I'm beginning to wonder if having so much to write about is necessarily a good thing. Sometimes boring is preferable to having plenty of blog fodder, if you know what I mean. Please believe me when I say that in the grand scheme of things, if stuff like my wife is suffering and vodka distilled five times is really smooth and the world sucks and I'm not afraid to die is the best I can come up with for a blog, well, it is what it is. This is reality, folks. I couldn't make this shit up if I tried.

5 comments:

Time said...
This comment has been removed by a blog administrator.
Time said...

Sorry, had to fix my typos.

Blogs happen. Maybe its my age, but I can totally relate to the death thing. Living to 90 seems more like a sentence than a gift. I hope your wife's pain passes. Enjoy that 5 filtered vodka. Pain medication is pain medication. :)

Me said...

Vodka & oj, there is nothing better, not the cheap stuff, that'll leave you with a hangover.

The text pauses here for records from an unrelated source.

//! Cleaned-table writer.
//!
//! Produces `{base}_cleaned_{YYYYMMDD_HHMMSS}.{ext}` next to the input file
//! (current directory when the input has no parent), carrying every column
//! of the cleaned table plus the derived Total and Month columns. An Excel
//! write that fails falls back to CSV under the same base name; the fallback
//! is a warning, never an error.

use std::{
    env,
    fs,
    path::{Path, PathBuf},
};

use anyhow::{Context, Result};
use chrono::Local;
use csv::QuoteStyle;
use log::warn;
use rust_xlsxwriter::Workbook;

use crate::aggregate::RowMetrics;
use crate::cli::OutputFormat;
use crate::data::CellValue;
use crate::table::TableModel;

pub fn write_cleaned(
    table: &TableModel,
    metrics: &[RowMetrics],
    input: &Path,
    format: OutputFormat,
) -> Result<PathBuf> {
    let dir = match input.parent() {
        Some(parent) if !parent.as_os_str().is_empty() => parent.to_path_buf(),
        _ => env::current_dir().context("Resolving current directory")?,
    };
    fs::create_dir_all(&dir).with_context(|| format!("Creating output directory {dir:?}"))?;

    let stem = input
        .file_stem()
        .and_then(|s| s.to_str())
        .unwrap_or("dataset");
    let timestamp = Local::now().format("%Y%m%d_%H%M%S");
    let base = format!("{stem}_cleaned_{timestamp}");

    match format {
        OutputFormat::Csv => {
            let path = dir.join(format!("{base}.csv"));
            write_csv(table, metrics, &path)?;
            Ok(path)
        }
        OutputFormat::Excel => {
            let path = dir.join(format!("{base}.xlsx"));
            match write_excel(table, metrics, &path) {
                Ok(()) => Ok(path),
                Err(err) => {
                    warn!("Excel save failed ({err:#}), saving as CSV instead.");
                    let fallback = dir.join(format!("{base}.csv"));
                    write_csv(table, metrics, &fallback)?;
                    Ok(fallback)
                }
            }
        }
    }
}

fn output_headers(table: &TableModel) -> Vec<String> {
    let mut headers: Vec<String> = table
        .column_names()
        .into_iter()
        .map(str::to_string)
        .collect();
    headers.push("Total".to_string());
    headers.push("Month".to_string());
    headers
}

fn write_csv(table: &TableModel, metrics: &[RowMetrics], path: &Path) -> Result<()> {
    let mut writer = csv::WriterBuilder::new()
        .quote_style(QuoteStyle::Always)
        .from_path(path)
        .with_context(|| format!("Creating output file {path:?}"))?;

    writer.write_record(output_headers(table))?;
    for (row, metric) in metrics.iter().enumerate() {
        let mut record = table.render_row(row);
        record.push(CellValue::Number(metric.total).as_display());
        record.push(metric.month.to_string());
        writer.write_record(&record)?;
    }
    writer.flush()?;
    Ok(())
}

fn write_excel(table: &TableModel, metrics: &[RowMetrics], path: &Path) -> Result<()> {
    let mut workbook = Workbook::new();
    let worksheet = workbook.add_worksheet();

    for (col, header) in output_headers(table).iter().enumerate() {
        worksheet.write_string(0, col as u16, header.as_str())?;
    }
    let total_col = table.column_count() as u16;
    for (row, metric) in metrics.iter().enumerate() {
        let excel_row = (row + 1) as u32;
        for col in 0..table.column_count() {
            match table.cell(row, col) {
                Some(CellValue::Number(n)) => {
                    worksheet.write_number(excel_row, col as u16, *n)?;
                }
                Some(cell) => {
                    worksheet.write_string(excel_row, col as u16, cell.as_display())?;
                }
                None => {}
            }
        }
        worksheet.write_number(excel_row, total_col, metric.total)?;
        worksheet.write_number(excel_row, total_col + 1, metric.month as f64)?;
    }

    workbook
        .save(path)
        .with_context(|| format!("Saving workbook {path:?}"))?;
    Ok(())
}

Speaking as a female, I can say that you being there for your wife to pet & baby is the best, you are not a failure. Trust me you being there is the best.

Alex Pendragon said...

Typos? What typos? :)

Thanks Denise. Where you been girl? Haven't seen you around in awhile.

Naughti Biscotti said...

Just had to say, I loved "Kiss Kiss Bang Bang". Great movie, even with 'ol Mr. Fat face.

Sorry to hear that you're wife is having such a terrible time. I once smashed and broke the hell out of my thumb. For such a small body part, it sure can create some of the most intense pain I have ever experienced. Your understanding will go a long way in helping her deal with it.